②もし意思がある人物がいても、皇族の身分を得るに相応しい資質や経歴などを備えているか。これまで旧宮家には、残念ながら必ずしも立派とは言い難い、様々な出来事もあった(例えば、近年の本人やその人間関係を巡る不祥事で、比較的よく知られている事例では、竹田恒昭氏が大麻取締法違反の現行犯で逮捕・起訴されたり、竹田恒泰氏が代表を務める「竹田研究会」のナンバー2の幹事長だった人物が、4700万円もの公金を騙し取ったとして
詐欺容疑、更に4億円もの所得隠しによる脱税容疑でも、逮捕・起訴されたりしている)。
③民間で生まれ(親が既に国民)、民間で育ち、民間で生活して来た(血縁も男系〔!〕では遥かに遠い)人物が、皇族とのご結婚を介さない形で皇室に入って、国民が素直な敬愛の気持ちを抱けるか。
④元々国民として生まれた人物の、更にその子や孫の世代に当たる人物が、前近代(又は戦前)とは諸条件が異なる中(特に貴族階級が存在しない)、そのまま(貴族ですらない一般国民が)皇族になることで、皇室の「聖域」性や尊厳を損ない、皇室と国民の“区別”を曖昧にしないか(皇室ご自身のこの点へのお考えもいかがか?)。
⑤それだけ無理を重ねても、側室が不在で、非嫡出の継承可能性が排除された条件下で、明治以来の「男系男子」の“縛り”を維持する限り、皇位継承は早晩、行き詰まる他ない等。

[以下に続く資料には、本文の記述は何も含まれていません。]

#![cfg(unix)]

use std::path::Path;
use std::sync::Arc;
use std::time::Duration;

use pretty_assertions::assert_eq;

use code_judge::config::{JudgeConfig, LanguageConfig, LauncherKind, Millisecond};
use code_judge::job::VerdictKind;
use code_judge::judge::Judge;
use code_judge::sandbox::{ArtifactStore, create_launcher};

// Languages built on /bin/sh so the tests do not depend on installed compilers
fn create_test_languages() -> Vec<LanguageConfig> {
    let mut languages = vec![
        LanguageConfig {
            name: "sh".to_string(),
            extension: "sh".to_string(),
            compile: None,
            run: vec!["sh".to_string(), "%INPUT%".to_string()],
        },
        LanguageConfig {
            name: "compiled-sh".to_string(),
            extension: "sh".to_string(),
            compile: Some(vec![
                "sh".to_string(),
                "-c".to_string(),
                "sh -n %INPUT% && cp %INPUT% %OUTPUT% && chmod +x %OUTPUT%".to_string(),
            ]),
            run: vec!["%OUTPUT%".to_string()],
        },
        LanguageConfig {
            name: "slow-compiled-sh".to_string(),
            extension: "sh".to_string(),
            compile: Some(vec![
                "sh".to_string(),
                "-c".to_string(),
                "sleep 1 && cp %INPUT% %OUTPUT% && chmod +x %OUTPUT%".to_string(),
            ]),
            run: vec!["%OUTPUT%".to_string()],
        },
    ];
    languages.extend(LanguageConfig::builtin());
    languages
}

// Helper function to create a judge over an isolated artifact root
fn create_test_judge(run_timeout_ms: u64) -> (tempfile::TempDir, Judge) {
    let dir = tempfile::tempdir().unwrap();
    let config = JudgeConfig {
        run_timeout_ms: Millisecond(run_timeout_ms),
        // Long enough that only an explicit flush removes anything
        cleanup_delay_ms: Millisecond(3_600_000),
        max_concurrent_jobs: 4,
        artifact_root: Some(dir.path().to_path_buf()),
        ..Default::default()
    };
    let store = Arc::new(ArtifactStore::open(dir.path()).unwrap());
    let judge = Judge::new(
        &config,
        create_test_languages(),
        store,
        create_launcher(LauncherKind::Auto),
    );
    (dir, judge)
}

// Counts files across the sources, inputs and outputs directories
fn count_artifacts(root: &Path) -> usize {
    ["sources", "inputs", "outputs"]
        .iter()
        .map(|dir| std::fs::read_dir(root.join(dir)).unwrap().count())
        .sum()
}

#[tokio::test]
async fn test_success_reads_stdin() {
    let (_dir, judge) = create_test_judge(2000);

    let verdict = judge
        .execute("sh", Some("read a b\necho $((a + b))"), Some("2 3"))
        .await;

    assert_eq!(verdict.kind, VerdictKind::Success);
    assert_eq!(verdict.output, "5");
    assert!(verdict.execution_time_ms.is_some());
    assert_eq!(verdict.error, None);
}

#[tokio::test]
async fn test_output_keeps_leading_whitespace() {
    let (_dir, judge) = create_test_judge(2000);

    let verdict = judge
        .execute("sh", Some("printf '  a  b\\n c  \\n\\n'"), None)
        .await;

    assert_eq!(verdict.kind, VerdictKind::Success);
    assert_eq!(verdict.output, "  a  b\n c");
}

#[tokio::test]
async fn test_empty_source_is_judged() {
    let (_dir, judge) = create_test_judge(2000);

    let verdict = judge.execute("sh", Some(""), None).await;

    assert_eq!(verdict.kind, VerdictKind::Success);
    assert_eq!(verdict.output, "");
}

#[tokio::test]
async fn test_missing_source_creates_no_artifacts() {
    let (dir, judge) = create_test_judge(2000);

    let verdict = judge.execute("sh", None, Some("1 2")).await;

    assert_eq!(verdict.kind, VerdictKind::InvalidInput);
    assert_eq!(judge.cleanup().pending(), 0);
    assert_eq!(count_artifacts(dir.path()), 0);
}

#[tokio::test]
async fn test_unsupported_language_is_invalid_input() {
    let (dir, judge) = create_test_judge(2000);

    let verdict = judge.execute("brainfuck", Some("+++"), None).await;

    assert_eq!(verdict.kind, VerdictKind::InvalidInput);
    assert_eq!(
        verdict.error.as_deref(),
        Some("Unsupported language: brainfuck")
    );
    assert_eq!(count_artifacts(dir.path()), 0);
}

#[tokio::test]
async fn test_compilation_error_skips_run_and_leaves_nothing() {
    let (dir, judge) = create_test_judge(2000);
    let marker = dir.path().join("ran");
    let source = format!(
        "#!/bin/sh\ntouch {}\nif then fi (\n",
        marker.display()
    );

    let verdict = judge.execute("compiled-sh", Some(&source), None).await;

    assert_eq!(verdict.kind, VerdictKind::CompilationError);
    assert!(verdict.diagnostics.is_some_and(|d| !d.is_empty()));
    assert_eq!(verdict.execution_time_ms, None);
    assert!(!marker.exists());

    assert_eq!(judge.cleanup().flush(), 1);
    assert_eq!(count_artifacts(dir.path()), 0);
}

#[tokio::test]
async fn test_compiled_program_runs() {
    let (dir, judge) = create_test_judge(2000);

    let verdict = judge
        .execute("compiled-sh", Some("#!/bin/sh\nread line\necho \"got $line\""), Some("x"))
        .await;

    assert_eq!(verdict.kind, VerdictKind::Success);
    assert_eq!(verdict.output, "got x");

    // Source, input and binary are all released after the delay
    assert_eq!(count_artifacts(dir.path()), 3);
    assert_eq!(judge.cleanup().flush(), 1);
    assert_eq!(count_artifacts(dir.path()), 0);
}

#[tokio::test]
async fn test_compile_time_is_not_execution_time() {
    let (_dir, judge) = create_test_judge(2000);

    let verdict = judge
        .execute("slow-compiled-sh", Some("#!/bin/sh\necho fast"), None)
        .await;

    assert_eq!(verdict.kind, VerdictKind::Success);
    assert!(verdict.execution_time_ms.unwrap() < 1000);
}

#[tokio::test]
async fn test_infinite_loop_is_time_limit_exceeded() {
    let (_dir, judge) = create_test_judge(300);

    let verdict = judge
        .execute("sh", Some("while :; do :; done"), None)
        .await;

    assert_eq!(verdict.kind, VerdictKind::TimeLimitExceeded);
    assert_eq!(verdict.execution_time_ms, Some(300));
    assert_eq!(verdict.output, "");
}

#[tokio::test]
async fn test_forked_children_do_not_outlive_timeout() {
    let (_dir, judge) = create_test_judge(300);

    let started = std::time::Instant::now();
    let verdict = judge
        .execute("sh", Some("sleep 30 &\nsleep 30"), None)
        .await;

    assert_eq!(verdict.kind, VerdictKind::TimeLimitExceeded);
    assert!(started.elapsed() < Duration::from_secs(10));
}

#[tokio::test]
async fn test_nonzero_exit_is_runtime_error() {
    let (_dir, judge) = create_test_judge(2000);

    let verdict = judge
        .execute("sh", Some("echo partial\necho boom >&2\nexit 3"), None)
        .await;

    assert_eq!(verdict.kind, VerdictKind::RuntimeError);
    assert_eq!(verdict.diagnostics.as_deref(), Some("boom\n"));
    assert_eq!(verdict.error.as_deref(), Some("Process exited with code 3"));
    assert!(verdict.execution_time_ms.is_some());
}

#[tokio::test]
async fn test_missing_interpreter_is_runtime_error() {
    let dir = tempfile::tempdir().unwrap();
    let mut languages = create_test_languages();
    languages.push(LanguageConfig {
        name: "ghost".to_string(),
        extension: "gh".to_string(),
        compile: None,
        run: vec!["/nonexistent/interpreter".to_string(), "%INPUT%".to_string()],
    });
    let judge = Judge::new(
        &JudgeConfig::default(),
        languages,
        Arc::new(ArtifactStore::open(dir.path()).unwrap()),
        create_launcher(LauncherKind::Auto),
    );

    let verdict = judge.execute("ghost", Some("boo"), None).await;

    assert_eq!(verdict.kind, VerdictKind::RuntimeError);
    assert!(verdict.diagnostics.is_some_and(|d| d.contains("Failed to spawn")));
}

#[tokio::test(flavor = "multi_thread", worker_threads = 4)]
async fn test_concurrent_jobs_are_isolated() {
    let (dir, judge) = create_test_judge(5000);
    let source = "#!/bin/sh\nread value\nsleep 0.2\necho \"$value\"";

    let mut handles = Vec::new();
    for i in 0..8 {
        let judge = judge.clone();
        handles.push(tokio::spawn(async move {
            let input = format!("job-{i}");
            let verdict = judge
                .execute("compiled-sh", Some(source), Some(&input))
                .await;
            (input, verdict)
        }));
    }

    for handle in handles {
        let (input, verdict) = handle.await.unwrap();
        assert_eq!(verdict.kind, VerdictKind::Success);
        assert_eq!(verdict.output, input);
    }

    assert_eq!(judge.cleanup().flush(), 8);
    assert_eq!(count_artifacts(dir.path()), 0);
}

#[tokio::test(flavor = "multi_thread", worker_threads = 2)]
async fn test_identical_submissions_run_independently() {
    let (_dir, judge) = create_test_judge(2000);
    let source = "read a b\necho $((a * b))";

    let (first, second) = tokio::join!(
        judge.execute("sh", Some(source), Some("6 7")),
        judge.execute("sh", Some(source), Some("6 7")),
    );

    assert_eq!(first.output, "42");
    assert_eq!(second.output, "42");
}

#[tokio::test(flavor = "multi_thread", worker_threads = 2)]
async fn test_dropped_request_kills_child() {
    let (dir, judge) = create_test_judge(10_000);
    let marker = dir.path().join("survived");
    let source = format!("sleep 1\ntouch {}", marker.display());

    let aborted = tokio::time::timeout(
        Duration::from_millis(200),
        judge.execute("sh", Some(&source), None),
    )
    .await;
    assert!(aborted.is_err());

    tokio::time::sleep(Duration::from_millis(1500)).await;
    assert!(!marker.exists());
}

#[tokio::test]
async fn test_cpp_sum_example() {
    let has_gxx = std::process::Command::new("which")
        .arg("g++")
        .output()
        .map(|output| output.status.success())
        .unwrap_or(false);
    if !has_gxx {
        println!("g++ not found, skipping");
        return;
    }

    let (_dir, judge) = create_test_judge(2000);
    let verdict = judge
        .execute(
            "cpp",
            Some("#include<iostream>\nint main(){int a,b;std::cin>>a>>b;std::cout<<a+b;}"),
            Some("2 3"),
        )
        .await;

    assert_eq!(verdict.kind, VerdictKind::Success);
    assert_eq!(verdict.output, "5");
}

fn has_setsid() -> bool {
    std::process::Command::new("which")
        .arg("setsid")
        .output()
        .map(|output| output.status.success())
        .unwrap_or(false)
}

#[tokio::test]
async fn test_detached_grandchild_keeps_printed_output() {
    if !has_setsid() {
        println!("setsid not found, skipping");
        return;
    }

    let (_dir, judge) = create_test_judge(2000);
    let verdict = judge
        .execute("sh", Some("echo 5\nsetsid sleep 3 &\nexit 0"), None)
        .await;

    assert_eq!(verdict.kind, VerdictKind::Success);
    assert_eq!(verdict.output, "5");
}

#[tokio::test(flavor = "multi_thread", worker_threads = 2)]
async fn test_dropped_request_holds_permit_until_child_is_gone() {
    if !has_setsid() {
        println!("setsid not found, skipping");
        return;
    }

    let dir = tempfile::tempdir().unwrap();
    let config = JudgeConfig {
        run_timeout_ms: Millisecond(10_000),
        cleanup_delay_ms: Millisecond(3_600_000),
        max_concurrent_jobs: 1,
        ..Default::default()
    };
    let judge = Judge::new(
        &config,
        create_test_languages(),
        Arc::new(ArtifactStore::open(dir.path()).unwrap()),
        create_launcher(LauncherKind::Auto),
    );

    // The detached sleep holds the pipes, so the job task lingers after the kill
    let aborted = tokio::time::timeout(
        Duration::from_millis(200),
        judge.execute("sh", Some("setsid sleep 3 &\nsleep 30"), None),
    )
    .await;
    assert!(aborted.is_err());
    assert_eq!(judge.cleanup().pending(), 0);

    let verdict = judge.execute("sh", Some("echo next"), None).await;
    assert_eq!(verdict.kind, VerdictKind::Success);
    assert_eq!(verdict.output, "next");

    // The first job released its artifacts before its permit
    assert_eq!(judge.cleanup().pending(), 2);
}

―政府は恐らく以上の諸点その他について、とっくに「慎重かつ丁寧」な検討を済ませているはずだ。その結果、普通に考えたら誰にでも分かり切った結論に、“既に”達しているのだろう。「正解」が分かっていながら、一部の“男系維持”勢力の頑(かたく)なな反発を嫌がって、徒(いたずら)に問題解決の先送りを続けて来たのではないか。
まことに卑怯で情けない話ながら、そう考えなければ、これまでの経緯はとても説明がつかない。